El tiempo es el espacio de oportunidad que Dios nos concede para alcanzar la madurez como personas. Tenemos la responsabilidad de preparar al pueblo de Dios para que lleve a cabo la obra de Dios y edifique a la iglesia, es decir, el cuerpo de Cristo:
 
"Ese proceso continuará hasta que todos alcancemos tal unidad en nuestra fe y conocimiento del Hijo de Dios que seamos maduros en el Señor, es decir, hasta que lleguemos a la plena y completa medida de Cristo" (Efesios 4:13).
 
Finalmente en la esencia de prestar el servicio a tiempo se halla el amor.
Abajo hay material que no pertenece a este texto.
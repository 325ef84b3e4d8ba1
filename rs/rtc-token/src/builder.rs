use serde::{Deserialize, Serialize};

use crate::{AccessToken, Error, Privilege, Result, ServiceRtc};

/// The privilege level of a channel member.
#[derive(Clone, Copy, Debug, Default, PartialEq, Eq, Serialize, Deserialize)]
#[serde(rename_all = "snake_case")]
pub enum Role {
	/// May send and receive media.
	#[default]
	Publisher = 1,

	/// May only receive media.
	Subscriber = 2,
}

impl std::fmt::Display for Role {
	fn fmt(&self, f: &mut std::fmt::Formatter<'_>) -> std::fmt::Result {
		match self {
			Self::Publisher => write!(f, "publisher"),
			Self::Subscriber => write!(f, "subscriber"),
		}
	}
}

impl std::str::FromStr for Role {
	type Err = String;

	fn from_str(s: &str) -> std::result::Result<Self, Self::Err> {
		match s {
			"publisher" => Ok(Self::Publisher),
			"subscriber" => Ok(Self::Subscriber),
			other => Err(format!("unknown role: {other}")),
		}
	}
}

/// Builds tokens granting access to a single RTC channel.
///
/// Every duration is in seconds relative to the issue time.
pub struct RtcTokenBuilder;

impl RtcTokenBuilder {
	/// Build a token for a numeric uid, where 0 allows any user.
	pub fn build_token_with_uid(
		app_id: &str,
		app_certificate: &str,
		channel_name: &str,
		uid: u32,
		role: Role,
		token_expire: u32,
		privilege_expire: u32,
	) -> Result<String> {
		let service = ServiceRtc::with_uid(channel_name, uid);
		Self::build(app_id, app_certificate, service, role, token_expire, privilege_expire)
	}

	/// Build a token for a string account.
	pub fn build_token_with_user_account(
		app_id: &str,
		app_certificate: &str,
		channel_name: &str,
		account: &str,
		role: Role,
		token_expire: u32,
		privilege_expire: u32,
	) -> Result<String> {
		let service = ServiceRtc::new(channel_name, account);
		Self::build(app_id, app_certificate, service, role, token_expire, privilege_expire)
	}

	/// Build a token for a string account that expires at an absolute unix timestamp.
	///
	/// The token and every privilege share the same expiration.
	pub fn build_token_expiring_at(
		app_id: &str,
		app_certificate: &str,
		channel_name: &str,
		account: &str,
		role: Role,
		issued_at: u64,
		expires_at: u64,
	) -> Result<String> {
		let expire = expires_at
			.checked_sub(issued_at)
			.and_then(|expire| u32::try_from(expire).ok())
			.ok_or(Error::InvalidExpiration)?;
		let issued_at = u32::try_from(issued_at).map_err(|_| Error::InvalidExpiration)?;

		let mut service = ServiceRtc::new(channel_name, account);
		grant(&mut service, role, expire);

		AccessToken::new(app_id, app_certificate)
			.issued_at(issued_at)
			.expire(expire)
			.add_service(service)
			.build()
	}

	fn build(
		app_id: &str,
		app_certificate: &str,
		mut service: ServiceRtc,
		role: Role,
		token_expire: u32,
		privilege_expire: u32,
	) -> Result<String> {
		grant(&mut service, role, privilege_expire);

		AccessToken::new(app_id, app_certificate)
			.expire(token_expire)
			.add_service(service)
			.build()
	}
}

fn grant(service: &mut ServiceRtc, role: Role, expire: u32) {
	service.add_privilege(Privilege::JoinChannel, expire);

	if role == Role::Publisher {
		service
			.add_privilege(Privilege::PublishAudioStream, expire)
			.add_privilege(Privilege::PublishVideoStream, expire)
			.add_privilege(Privilege::PublishDataStream, expire);
	}
}

#[cfg(test)]
mod tests {
	use super::*;
	use crate::Service;

	const APP_ID: &str = "970CA35de60c44645bbae8a215061b33";
	const APP_CERTIFICATE: &str = "5CFd2fd1755d40ecb72977518be15d3b";

	fn rtc(token: &str) -> ServiceRtc {
		let token = AccessToken::parse(token).unwrap();
		token.verify(APP_CERTIFICATE).unwrap();

		match token.services.as_slice() {
			[Service::Rtc(rtc)] => rtc.clone(),
			other => panic!("unexpected services: {other:?}"),
		}
	}

	#[test]
	fn test_publisher() {
		let token =
			RtcTokenBuilder::build_token_with_uid(APP_ID, APP_CERTIFICATE, "room", 42, Role::Publisher, 600, 300)
				.unwrap();

		let rtc = rtc(&token);
		assert_eq!(rtc.channel_name, "room");
		assert_eq!(rtc.uid, "42");
		assert_eq!(rtc.privileges.len(), 4);
		assert_eq!(rtc.privilege(Privilege::JoinChannel), Some(300));
		assert_eq!(rtc.privilege(Privilege::PublishDataStream), Some(300));
	}

	#[test]
	fn test_subscriber() {
		let token = RtcTokenBuilder::build_token_with_user_account(
			APP_ID,
			APP_CERTIFICATE,
			"room",
			"alice",
			Role::Subscriber,
			600,
			0,
		)
		.unwrap();

		let rtc = rtc(&token);
		assert_eq!(rtc.uid, "alice");
		assert_eq!(rtc.privileges.len(), 1);
		assert_eq!(rtc.privilege(Privilege::PublishAudioStream), None);
	}

	#[test]
	fn test_expiring_at() {
		let token = RtcTokenBuilder::build_token_expiring_at(
			APP_ID,
			APP_CERTIFICATE,
			"room-42",
			"user123",
			Role::Publisher,
			1_700_000_000,
			1_700_003_600,
		)
		.unwrap();

		let parsed = AccessToken::parse(&token).unwrap();
		assert_eq!(parsed.issue_ts, 1_700_000_000);
		assert_eq!(parsed.expires_at(), 1_700_003_600);
		assert_eq!(rtc(&token).privilege(Privilege::PublishVideoStream), Some(3600));
	}

	#[test]
	fn test_expiring_before_issue() {
		let err = RtcTokenBuilder::build_token_expiring_at(
			APP_ID,
			APP_CERTIFICATE,
			"room",
			"user",
			Role::Publisher,
			100,
			50,
		);
		assert_eq!(err, Err(Error::InvalidExpiration));
	}

	#[test]
	fn test_role_parse() {
		assert_eq!("publisher".parse::<Role>(), Ok(Role::Publisher));
		assert_eq!("subscriber".parse::<Role>(), Ok(Role::Subscriber));
		assert!("admin".parse::<Role>().is_err());
		assert_eq!(Role::Subscriber.to_string(), "subscriber");
	}
}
Pues todo lo hacemos por amor. Vivir es amar. Pero hay que amar con prontitud y presteza, porque el tiempo es corto y además el control lo tiene Cristo:
 
"Sea de una forma u otra, el amor de Cristo nos controla" (2 Corintios 5:14).
 
 
Sexto Examen:

¿Por qué el servicio debe ser a tiempo?
 
Opción 1 Porque siempre hay tiempo para servir y ser útiles a Dios.
Opción 2 Porque el cliente siempre tiene la razón en su necesidad.
Opción 3 Porque las ganancias se miden por el servicio al cliente.
Opción 4 Porque debemos estar actualizados con la tecnología.